** Opening Given data block **
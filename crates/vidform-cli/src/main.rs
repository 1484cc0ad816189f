//! vidform CLI: submit audio to the video-generation webhook.
//!
//! Set VIDFORM_WEBHOOK_URL (or WEBHOOK_URL), or pass --endpoint.

use std::path::{Path, PathBuf};
use std::sync::Arc;

use anyhow::Context;
use clap::{Parser, Subcommand};
use vidform_api_client::WebhookClient;
use vidform_cli::form::{run_form, HELP};
use vidform_cli::{describe_select_error, describe_session, init_tracing, TerminalNotifier};
use vidform_core::{
    ClientConfig, ErrorMetadata, FormSession, MediaSlot, Orientation, SubmissionController,
    SubtitleMode, WorkflowStatus,
};

#[derive(Parser)]
#[command(name = "vidform", about = "Create a video from an audio file")]
struct Cli {
    /// Webhook URL, overriding VIDFORM_WEBHOOK_URL
    #[arg(long, global = true)]
    endpoint: Option<String>,

    #[command(subcommand)]
    command: Commands,
}

#[derive(Subcommand)]
enum Commands {
    /// Submit one video request and wait for the result
    Submit {
        /// Base video ID; the current time and date are appended
        #[arg(long, default_value = "")]
        id: String,
        /// Audio file (max 5MB)
        #[arg(long)]
        audio: PathBuf,
        /// Background music (max 5MB)
        #[arg(long)]
        music: Option<PathBuf>,
        /// landscape or portrait
        #[arg(long, default_value = "landscape")]
        orientation: Orientation,
        /// with or without
        #[arg(long, default_value = "without")]
        subtitles: SubtitleMode,
    },
    /// Fill in the form interactively
    Form,
}

fn load(session: &mut FormSession, audio: &Path, music: Option<&Path>) -> anyhow::Result<()> {
    session
        .select_path(MediaSlot::Audio, audio)
        .map_err(|e| anyhow::anyhow!(describe_select_error(&e)))?;

    if let Some(path) = music {
        session
            .select_path(MediaSlot::BackgroundMusic, path)
            .map_err(|e| anyhow::anyhow!(describe_select_error(&e)))?;
    }
    Ok(())
}

#[tokio::main(flavor = "current_thread")]
async fn main() -> anyhow::Result<()> {
    init_tracing();

    let cli = Cli::parse();

    let mut config = ClientConfig::from_env().context("Invalid client configuration")?;
    if let Some(endpoint) = cli.endpoint {
        config = config.with_webhook_url(endpoint)?;
    }
    let client = WebhookClient::from_config(&config)?;
    tracing::debug!(webhook_url = client.webhook_url(), "Using webhook");

    let controller = SubmissionController::new(Arc::new(client), Arc::new(TerminalNotifier));
    let mut session = FormSession::new();

    match cli.command {
        Commands::Submit {
            id,
            audio,
            music,
            orientation,
            subtitles,
        } => {
            session.set_base_id(id);
            session.set_orientation(orientation);
            session.set_subtitles(subtitles);
            load(&mut session, &audio, music.as_deref())?;

            controller.submit(&mut session).await;

            if let WorkflowStatus::Failed { error, .. } = session.status() {
                anyhow::bail!("{} ({})", error.client_message(), error.error_code());
            }
        }
        Commands::Form => {
            println!("{}\n", HELP);
            println!("{}", describe_session(&session));
            let stdin = tokio::io::BufReader::new(tokio::io::stdin());
            let mut stdout = std::io::stdout();
            run_form(&controller, &mut session, stdin, &mut stdout).await?;
        }
    }

    Ok(())
}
** Closing Given data block **
Task directions
Could you transcribe every record above exactly as it appears?

Result
filename crates/vidform-cli/src/main.rs
repository 1484cc0ad816189f
//! vidform CLI: submit audio to the video-generation webhook.
//!
//! Set VIDFORM_WEBHOOK_URL (or WEBHOOK_URL), or pass --endpoint.

use std::path::{Path, PathBuf};
use std::sync::Arc;

use anyhow::Context;
use clap::{Parser, Subcommand};
use vidform_api_client::WebhookClient;
use vidform_cli::form::{run_form, HELP};
use vidform_cli::{describe_select_error, describe_session, init_tracing, TerminalNotifier};
use vidform_core::{
    ClientConfig, ErrorMetadata, FormSession, MediaSlot, Orientation, SubmissionController,
    SubtitleMode, WorkflowStatus,
};

#[derive(Parser)]
#[command(name = "vidform", about = "Create a video from an audio file")]
struct Cli {
    /// Webhook URL, overriding VIDFORM_WEBHOOK_URL
    #[arg(long, global = true)]
    endpoint: Option<String>,

    #[command(subcommand)]
    command: Commands,
}

#[derive(Subcommand)]
enum Commands {
    /// Submit one video request and wait for the result
    Submit {
        /// Base video ID; the current time and date are appended
        #[arg(long, default_value = "")]
        id: String,
        /// Audio file (max 5MB)
        #[arg(long)]
        audio: PathBuf,
        /// Background music (max 5MB)
        #[arg(long)]
        music: Option<PathBuf>,
        /// landscape or portrait
        #[arg(long, default_value = "landscape")]
        orientation: Orientation,
        /// with or without
        #[arg(long, default_value = "without")]
        subtitles: SubtitleMode,
    },
    /// Fill in the form interactively
    Form,
}

fn load(session: &mut FormSession, audio: &Path, music: Option<&Path>) -> anyhow::Result<()> {
    session
        .select_path(MediaSlot::Audio, audio)
        .map_err(|e| anyhow::anyhow!(describe_select_error(&e)))?;

    if let Some(path) = music {
        session
            .select_path(MediaSlot::BackgroundMusic, path)
            .map_err(|e| anyhow::anyhow!(describe_select_error(&e)))?;
    }
    Ok(())
}

#[tokio::main(flavor = "current_thread")]
async fn main() -> anyhow::Result<()> {
    init_tracing();

    let cli = Cli::parse();

    let mut config = ClientConfig::from_env().context("Invalid client configuration")?;
    if let Some(endpoint) = cli.endpoint {
        config = config.with_webhook_url(endpoint)?;
    }
    let client = WebhookClient::from_config(&config)?;
    tracing::debug!(webhook_url = client.webhook_url(), "Using webhook");

    let controller = SubmissionController::new(Arc::new(client), Arc::new(TerminalNotifier));
    let mut session = FormSession::new();

    match cli.command {
        Commands::Submit {
            id,
            audio,
            music,
            orientation,
            subtitles,
        } => {
            session.set_base_id(id);
            session.set_orientation(orientation);
            session.set_subtitles(subtitles);
            load(&mut session, &audio, music.as_deref())?;

            controller.submit(&mut session).await;

            if let WorkflowStatus::Failed { error, .. } = session.status() {
                anyhow::bail!("{} ({})", error.client_message(), error.error_code());
            }
        }
        Commands::Form => {
            println!("{}\n", HELP);
            println!("{}", describe_session(&session));
            let stdin = tokio::io::BufReader::new(tokio::io::stdin());
            let mut stdout = std::io::stdout();
            run_form(&controller, &mut session, stdin, &mut stdout).await?;
        }
    }

    Ok(())
}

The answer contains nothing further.